Default and Migration Probabilities

The probability that default occurs during a given period characterizes default risk. The probability that a firm migrates from one risk class to any other is a migration. Default is one of these migration states, except that it is an absorbing state.

Under default, the loss materializes and is the amount at risk less recovery. Valuing migrations is different. The migration probabilities result from historical data. Nevertheless, a migration to any state other than the default state does not trigger any loss in book value, although the default probability changes. Marking-to-market transactions value the change in credit quality because it discounts future flows at rates that depend on credit spreads, and credit spreads vary across credit states.

Historical data provide default frequencies according to a specific definition of defaults. Rating agencies provide historical frequencies of defaults of payments exceeding 90 days. Some central banks have default histories of both missed payments and bankruptcies. The drawback of such historical data is that they do not capture expected default rates. The next chapter provides an overview of historical data on defaults and recoveries using rating agencies data.
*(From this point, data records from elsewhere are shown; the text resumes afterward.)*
//! Page fetching
//!
//! This module contains the strategies that obtain a page and the
//! escalator that chains them:
//! - `http`: impersonated and generic HTTP clients
//! - `browser`: headless renders behind the `BrowserBackend` trait
//! - `pool`: the shared limit on concurrent renders
//! - `proxy`: proxy parsing and random selection
//! - `escalator`: the ordered strategy list and its policy

mod browser;
mod escalator;
mod http;
mod pool;
mod proxy;
mod strategy;
mod types;

use std::sync::Arc;
use std::time::Duration;

pub use browser::{
    BrowserBackend, BrowserEngine, BrowserStrategy, RemoteBrowserBackend, RenderMode, RenderProxy,
    RenderRequest, RenderedPage,
};
pub use escalator::{
    looks_blocked, visible_text, EscalationContext, EscalationPolicy, FetchEscalator,
    FetchOutcome, Step,
};
pub use http::{build_http_client, classify_error, GenericClient, ImpersonatedClient};
pub use pool::{BrowserLease, BrowserPool};
pub use proxy::{Proxy, ProxyPool};
pub use strategy::{FetchStrategy, StrategyRequest};
pub use types::{BrowserAction, FetchOptions, RawPage, ScrollDirection, StrategyKind};

use crate::config::FetchConfig;

/// Builds the standard strategy chain
///
/// The HTTP strategies are always present. The three browser strategies are
/// added only when a backend is available.
pub fn build_strategies(
    config: &FetchConfig,
    backend: Option<Arc<dyn BrowserBackend>>,
    pool: &BrowserPool,
) -> Result<Vec<Arc<dyn FetchStrategy>>, reqwest::Error> {
    let timeout = Duration::from_millis(config.timeout_ms);

    let mut strategies: Vec<Arc<dyn FetchStrategy>> = vec![
        Arc::new(ImpersonatedClient::new(timeout)?),
        Arc::new(GenericClient::new(timeout, &config.user_agent)?),
    ];

    if let Some(backend) = backend {
        strategies.push(Arc::new(BrowserStrategy::standard(
            Arc::clone(&backend),
            pool.clone(),
        )));
        strategies.push(Arc::new(BrowserStrategy::alt_engine(
            Arc::clone(&backend),
            pool.clone(),
        )));
        strategies.push(Arc::new(BrowserStrategy::aggressive(backend, pool.clone())));
    }

    Ok(strategies)
}

impl FetchEscalator {
    /// Builds an escalator with the standard chain and configured policy
    pub fn from_config(
        config: &FetchConfig,
        backend: Option<Arc<dyn BrowserBackend>>,
        pool: &BrowserPool,
    ) -> Result<Self, reqwest::Error> {
        let strategies = build_strategies(config, backend, pool)?;
        Ok(Self::new(strategies, EscalationPolicy::from_config(config)))
    }
}
//! Sitemap discovery and `<loc>` extraction

use quick_xml::events::Event;
use quick_xml::Reader;
use tracing::debug;

/// Sub-sitemaps followed from one sitemap index
const MAX_CHILD_SITEMAPS: usize = 50;

/// Well-known sitemap locations relative to the origin
const SITEMAP_PATHS: &[&str] = &["/sitemap.xml", "/sitemap_index.xml"];

/// The `<loc>` entries of one sitemap document
#[derive(Debug, Clone, Default, PartialEq, Eq)]
pub struct Sitemap {
    /// True when the root element is `<sitemapindex>`
    pub is_index: bool,
    /// Entry URLs in document order
    pub locs: Vec<String>,
}

/// Parses a `<urlset>` or `<sitemapindex>` document
///
/// Element names are matched case-insensitively and without namespace
/// prefixes. Text may be plain, entity-escaped or CDATA. Parsing stops at
/// the first XML error, keeping the entries read so far.
pub fn parse_sitemap(xml: &str) -> Sitemap {
    let mut reader = Reader::from_str(xml);
    let mut sitemap = Sitemap::default();
    let mut seen_root = false;
    let mut loc: Option<String> = None;

    loop {
        match reader.read_event() {
            Ok(Event::Start(e)) => {
                let name = e.local_name();
                if !seen_root {
                    seen_root = true;
                    sitemap.is_index = name.as_ref().eq_ignore_ascii_case(b"sitemapindex");
                }
                if name.as_ref().eq_ignore_ascii_case(b"loc") {
                    loc = Some(String::new());
                }
            }
            Ok(Event::Text(t)) => {
                if let Some(loc) = loc.as_mut() {
                    match t.unescape() {
                        Ok(text) => loc.push_str(&text),
                        Err(e) => debug!("Bad escape in sitemap <loc>: {}", e),
                    }
                }
            }
            Ok(Event::CData(c)) => {
                if let Some(loc) = loc.as_mut() {
                    loc.push_str(&String::from_utf8_lossy(&c.into_inner()));
                }
            }
            Ok(Event::End(e)) => {
                if e.local_name().as_ref().eq_ignore_ascii_case(b"loc") {
                    if let Some(value) = loc.take() {
                        let value = value.trim();
                        if !value.is_empty() {
                            sitemap.locs.push(value.to_string());
                        }
                    }
                }
            }
            Ok(Event::Eof) => break,
            Err(e) => {
                debug!(
                    "Malformed sitemap at byte {}: {}",
                    reader.buffer_position(),
                    e
                );
                break;
            }
            _ => {}
        }
    }

    sitemap
}

/// `Sitemap:` lines from a robots.txt body
pub fn robots_sitemaps(robots: &str) -> Vec<String> {
    robots
        .lines()
        .filter_map(|line| {
            let (key, value) = line.split_once(':')?;
            key.trim()
                .eq_ignore_ascii_case("sitemap")
                .then(|| value.trim().to_string())
        })
        .filter(|url| !url.is_empty())
        .collect()
}

async fn fetch_text(client: &reqwest::Client, url: &str) -> Option<String> {
    let response = match client.get(url).send().await {
        Ok(response) if response.status().is_success() => response,
        Ok(response) => {
            debug!("{} returned {}", url, response.status());
            return None;
        }
        Err(e) => {
            debug!("Failed to fetch {}: {}", url, e);
            return None;
        }
    };
    response.text().await.ok()
}

/// Collects page URLs from an origin's sitemaps
///
/// Looks at the well-known locations plus any `Sitemap:` lines in
/// robots.txt, and follows one level of sitemap index. Unreachable or
/// malformed sitemaps are skipped. Every request goes through `client`.
pub async fn discover_sitemap_urls(client: &reqwest::Client, origin: &str) -> Vec<String> {
    let origin = origin.trim_end_matches('/');
    let mut sitemaps: Vec<String> = SITEMAP_PATHS
        .iter()
        .map(|path| format!("{}{}", origin, path))
        .collect();

    if let Some(robots) = fetch_text(client, &format!("{}/robots.txt", origin)).await {
        for sitemap in robots_sitemaps(&robots) {
            if !sitemaps.contains(&sitemap) {
                sitemaps.push(sitemap);
            }
        }
    }

    let mut urls = Vec::new();
    for sitemap in &sitemaps {
        let Some(xml) = fetch_text(client, sitemap).await else {
            continue;
        };

        let parsed = parse_sitemap(&xml);
        if !parsed.is_index {
            urls.extend(parsed.locs);
            continue;
        }

        for child in parsed.locs.into_iter().take(MAX_CHILD_SITEMAPS) {
            if let Some(child_xml) = fetch_text(client, &child).await {
                let child = parse_sitemap(&child_xml);
                // Only one level of nesting is followed
                if !child.is_index {
                    urls.extend(child.locs);
                }
            }
        }
    }

    debug!("Found {} sitemap URLs for {}", urls.len(), origin);
    urls
}
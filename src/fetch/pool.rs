//! Process-wide limit on concurrent browser renders

use std::sync::Arc;
use tokio::sync::{OwnedSemaphorePermit, Semaphore};
use tracing::debug;

use crate::FetchError;

/// Bounds how many browser renders run at once across all jobs
///
/// Acquiring waits while every slot is taken, which pushes back on callers
/// instead of failing them.
#[derive(Debug, Clone)]
pub struct BrowserPool {
    semaphore: Arc<Semaphore>,
    size: usize,
}

/// A held render slot, released on drop
#[derive(Debug)]
pub struct BrowserLease {
    _permit: OwnedSemaphorePermit,
}

impl BrowserPool {
    pub fn new(size: usize) -> Self {
        let size = size.max(1);
        Self {
            semaphore: Arc::new(Semaphore::new(size)),
            size,
        }
    }

    /// Waits for a free render slot
    ///
    /// Fails only once the pool has been closed.
    pub async fn acquire(&self, url: &str) -> Result<BrowserLease, FetchError> {
        if self.semaphore.available_permits() == 0 {
            debug!("Browser pool exhausted, waiting for a slot: {}", url);
        }

        let permit = Arc::clone(&self.semaphore)
            .acquire_owned()
            .await
            .map_err(|_| FetchError::Browser {
                url: url.to_string(),
                message: "browser pool is closed".to_string(),
            })?;

        Ok(BrowserLease { _permit: permit })
    }

    /// Rejects all current and future waiters
    pub fn close(&self) {
        self.semaphore.close();
    }

    pub fn size(&self) -> usize {
        self.size
    }

    pub fn available(&self) -> usize {
        self.semaphore.available_permits()
    }
}
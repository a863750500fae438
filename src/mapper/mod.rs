//! Site mapping
//!
//! Lists a site's URLs without fetching their content: sitemap entries
//! first, then links found on the start page, filtered to the same site.

mod sitemap;

pub use sitemap::{discover_sitemap_urls, parse_sitemap, robots_sitemaps, Sitemap};

use std::collections::HashSet;
use std::sync::Arc;
use std::time::Duration;
use thiserror::Error;
use tracing::{debug, info};

use crate::extract::extract_links_from_html;
use crate::fetch::{build_http_client, FetchEscalator, FetchOptions, ProxyPool};
use crate::jobs::MapJob;
use crate::url::{is_same_site, origin_of};
use crate::{normalize_url, UrlError};

#[derive(Debug, Error)]
pub enum MapError {
    #[error(transparent)]
    Url(#[from] UrlError),

    #[error("Cannot route map through proxy {proxy}: {source}")]
    Proxy {
        proxy: String,
        #[source]
        source: reqwest::Error,
    },
}

pub struct Mapper {
    client: reqwest::Client,
    escalator: Arc<FetchEscalator>,
    user_agent: String,
    timeout: Duration,
}

impl Mapper {
    /// Sitemaps and robots.txt are read with a plain client built from
    /// `user_agent` and `timeout`; the start page goes through `escalator`
    pub fn new(
        escalator: Arc<FetchEscalator>,
        user_agent: &str,
        timeout: Duration,
    ) -> Result<Self, reqwest::Error> {
        Ok(Self {
            client: build_http_client(timeout, false, Some(user_agent), None)?,
            escalator,
            user_agent: user_agent.to_string(),
            timeout,
        })
    }

    /// Lists the site's URLs
    ///
    /// With `use_proxy` set and a pool given, one proxy is picked and every
    /// request of the map goes through it. Otherwise nothing is proxied.
    pub async fn map(&self, job: &MapJob, proxies: Option<&ProxyPool>) -> Result<Vec<String>, MapError> {
        let start = normalize_url(&job.url)?;
        let base_host = start.host_str().ok_or(UrlError::MissingDomain)?.to_string();

        let proxy = if job.use_proxy {
            proxies.and_then(ProxyPool::pick).cloned()
        } else {
            None
        };
        if let Some(proxy) = &proxy {
            debug!("Mapping {} through proxy {}", start, proxy.masked());
        }

        let mut candidates = Vec::new();
        if job.use_sitemap {
            let client = match &proxy {
                Some(proxy) => build_http_client(self.timeout, false, Some(&self.user_agent), Some(proxy))
                    .map_err(|source| MapError::Proxy {
                        proxy: proxy.masked(),
                        source,
                    })?,
                None => self.client.clone(),
            };
            candidates.extend(discover_sitemap_urls(&client, &origin_of(&start)).await);
        }

        let options = FetchOptions {
            use_proxy: proxy.is_some(),
            ..FetchOptions::default()
        };
        let pinned = proxy.map(|proxy| ProxyPool::new(vec![proxy]));
        match self.escalator.fetch(start.as_str(), &options, pinned.as_ref()).await {
            Ok(outcome) => {
                let base = url::Url::parse(&outcome.page.url).unwrap_or_else(|_| start.clone());
                candidates.push(start.to_string());
                candidates.extend(extract_links_from_html(&outcome.page.body, &base));
            }
            Err(e) => debug!("Start page unavailable for map of {}: {}", start, e),
        }

        let urls = filter_candidates(candidates, &base_host, job);
        info!("Mapped {} URLs for {}", urls.len(), start);
        Ok(urls)
    }
}

/// Normalizes, deduplicates and filters candidate URLs, keeping first-seen order
pub fn filter_candidates(candidates: Vec<String>, base_host: &str, job: &MapJob) -> Vec<String> {
    let needle = job.search.as_deref().map(str::to_lowercase);
    let mut seen = HashSet::new();

    candidates
        .into_iter()
        .filter_map(|candidate| normalize_url(&candidate).ok())
        .filter(|url| {
            url.host_str()
                .map_or(false, |host| is_same_site(base_host, host, job.include_subdomains))
        })
        .map(|url| url.to_string())
        .filter(|url| {
            needle
                .as_deref()
                .map_or(true, |needle| url.to_lowercase().contains(needle))
        })
        .filter(|url| seen.insert(url.clone()))
        .take(job.limit)
        .collect()
}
A common practice is to map default frequencies with agency ratings. However, a rating is not a direct measure of a default probability of an issuer. Agencies rate the quality of risk of a debt issue, rather than the credit standing of the issuer, defined as the severity of losses, which depends on both default probability and recoveries under default. Therefore, ratings of issues in general do not correspond exactly to issuers ratings and their default probabilities. Nevertheless, they do correlate with historical default frequencies. In practice, banks often assign internal ratings (see Chapter 35) and map them with agency ratings in order to map their own ratings with default frequencies.

This is the route proposed by the Internal Ratings-Based (IRB) approach of the New Basel Accord. The alternative route is to model directly default events, such as KMV Credit Monitor or Moodys RiskCalc.

Several chapters deal with default and migration risk. One provides an overview of the historical data. Another deals with all the techniques for modelling default probabilities or ratings, using statistical techniques, such as RiskCalc and others. A chapter is dedicated to the option view on default used by KMV Credit Monitor.